About this task: If a line in the data has the string "Option", please show it.

--- Dataset content Enclosed Below ---

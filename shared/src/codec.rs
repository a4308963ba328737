//! Length-prefixed codec for the radio link
//!
//! Every payload crosses the radio link as one frame:
//! ```text
//! [ 4 bytes: length (u32, big-endian) ][ N bytes: JSON object ]
//! ```
//!
//! Serial modems and the simulated TCP link are both byte streams, so the
//! prefix is what preserves payload boundaries.

use bytes::{Buf, BufMut, Bytes, BytesMut};
use thiserror::Error;

use crate::Payload;

/// Maximum frame body (64 KiB); sensor readings are far smaller
pub const MAX_FRAME_SIZE: u32 = 64 * 1024;

/// Errors that can occur during encoding/decoding
#[derive(Error, Debug)]
pub enum CodecError {
    #[error("Payload too large: {0} bytes (max: {MAX_FRAME_SIZE})")]
    PayloadTooLarge(usize),

    #[error("Invalid frame length prefix: {0}")]
    InvalidLength(u32),

    #[error("Payload JSON error: {0}")]
    Json(#[from] serde_json::Error),
}

/// Encode a payload into a length-prefixed frame
pub fn encode(payload: &Payload) -> Result<Bytes, CodecError> {
    let body = payload.to_vec()?;

    if body.len() > MAX_FRAME_SIZE as usize {
        return Err(CodecError::PayloadTooLarge(body.len()));
    }

    let mut buf = BytesMut::with_capacity(4 + body.len());
    buf.put_u32(body.len() as u32);
    buf.put_slice(&body);

    Ok(buf.freeze())
}

/// Try to decode one frame from the front of `buf`
///
/// Returns:
/// - `Ok(Some(payload))` if a complete frame was decoded and consumed
/// - `Ok(None)` if more data is needed (nothing is consumed)
/// - `Err(...)` if the data is invalid
pub fn decode(buf: &mut BytesMut) -> Result<Option<Payload>, CodecError> {
    if buf.len() < 4 {
        return Ok(None);
    }

    // Peek without consuming
    let frame_len = u32::from_be_bytes([buf[0], buf[1], buf[2], buf[3]]);

    if frame_len > MAX_FRAME_SIZE {
        return Err(CodecError::InvalidLength(frame_len));
    }

    let total_len = 4 + frame_len as usize;
    if buf.len() < total_len {
        return Ok(None);
    }

    buf.advance(4);
    let body = buf.split_to(frame_len as usize);

    Ok(Some(Payload::from_slice(&body)?))
}

/// Streaming decoder for a radio byte stream
#[derive(Debug, Default)]
pub struct FrameDecoder {
    /// Partial frame data being accumulated
    buffer: BytesMut,
}

impl FrameDecoder {
    pub fn new() -> Self {
        Self {
            buffer: BytesMut::with_capacity(4096),
        }
    }

    /// Add received bytes to the decoder buffer
    pub fn extend(&mut self, data: &[u8]) {
        self.buffer.extend_from_slice(data);
    }

    /// Try to decode the next frame from the buffer
    ///
    /// Call this repeatedly until it returns `Ok(None)` to drain all complete frames
    pub fn decode_next(&mut self) -> Result<Option<Payload>, CodecError> {
        decode(&mut self.buffer)
    }

    pub fn buffer_len(&self) -> usize {
        self.buffer.len()
    }
}

#[cfg(test)]
mod tests {
    use super::*;

    fn reading() -> Payload {
        let mut payload = Payload::new();
        payload.insert("sensor", "soil-moisture");
        payload.insert("value", 41.5);
        payload
    }

    #[test]
    fn test_encode_then_decode() {
        let original = reading();
        let encoded = encode(&original).expect("encode failed");

        let len_prefix = u32::from_be_bytes([encoded[0], encoded[1], encoded[2], encoded[3]]);
        assert_eq!(len_prefix as usize, encoded.len() - 4);

        let mut buf = BytesMut::from(&encoded[..]);
        let decoded = decode(&mut buf).expect("decode failed").expect("no frame");

        assert_eq!(decoded, original);
        assert!(buf.is_empty(), "buffer should be empty after decode");
    }

    #[test]
    fn test_partial_decode() {
        let encoded = encode(&reading()).expect("encode failed");

        let mut buf = BytesMut::from(&encoded[..5]);
        let result = decode(&mut buf).expect("decode should not fail on partial data");
        assert!(result.is_none(), "should return None for partial data");

        // Nothing consumed
        assert_eq!(buf.len(), 5);
    }

    #[test]
    fn test_frame_decoder_chunks() {
        let encoded = encode(&reading()).expect("encode failed");
        let mut decoder = FrameDecoder::new();

        decoder.extend(&encoded[..3]);
        assert!(decoder.decode_next().expect("decode error").is_none());

        decoder.extend(&encoded[3..]);
        let decoded = decoder
            .decode_next()
            .expect("decode error")
            .expect("should have frame");

        assert_eq!(decoded.get("sensor"), reading().get("sensor"));
        assert_eq!(decoder.buffer_len(), 0);
    }

    #[test]
    fn test_multiple_frames() {
        let mut decoder = FrameDecoder::new();
        decoder.extend(&encode(&reading()).expect("encode failed"));
        decoder.extend(&encode(&Payload::new()).expect("encode failed"));

        assert!(decoder.decode_next().expect("decode error").is_some());
        assert!(decoder.decode_next().expect("decode error").is_some());
        assert!(decoder.decode_next().expect("decode error").is_none());
    }

    #[test]
    fn test_frame_too_large() {
        let mut buf = BytesMut::new();
        buf.put_u32(MAX_FRAME_SIZE + 1);
        buf.put_bytes(0, 100);

        let result = decode(&mut buf);
        assert!(matches!(result, Err(CodecError::InvalidLength(_))));
    }

    #[test]
    fn test_frame_body_not_an_object() {
        let mut buf = BytesMut::new();
        buf.put_u32(3);
        buf.put_slice(b"[1]");

        assert!(matches!(decode(&mut buf), Err(CodecError::Json(_))));
    }
}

--- End of Enclosed Dataset content ---

Exercise solution:
pub fn decode(buf: &mut BytesMut) -> Result<Option<Payload>, CodecError> {
    pub fn decode_next(&mut self) -> Result<Option<Payload>, CodecError> {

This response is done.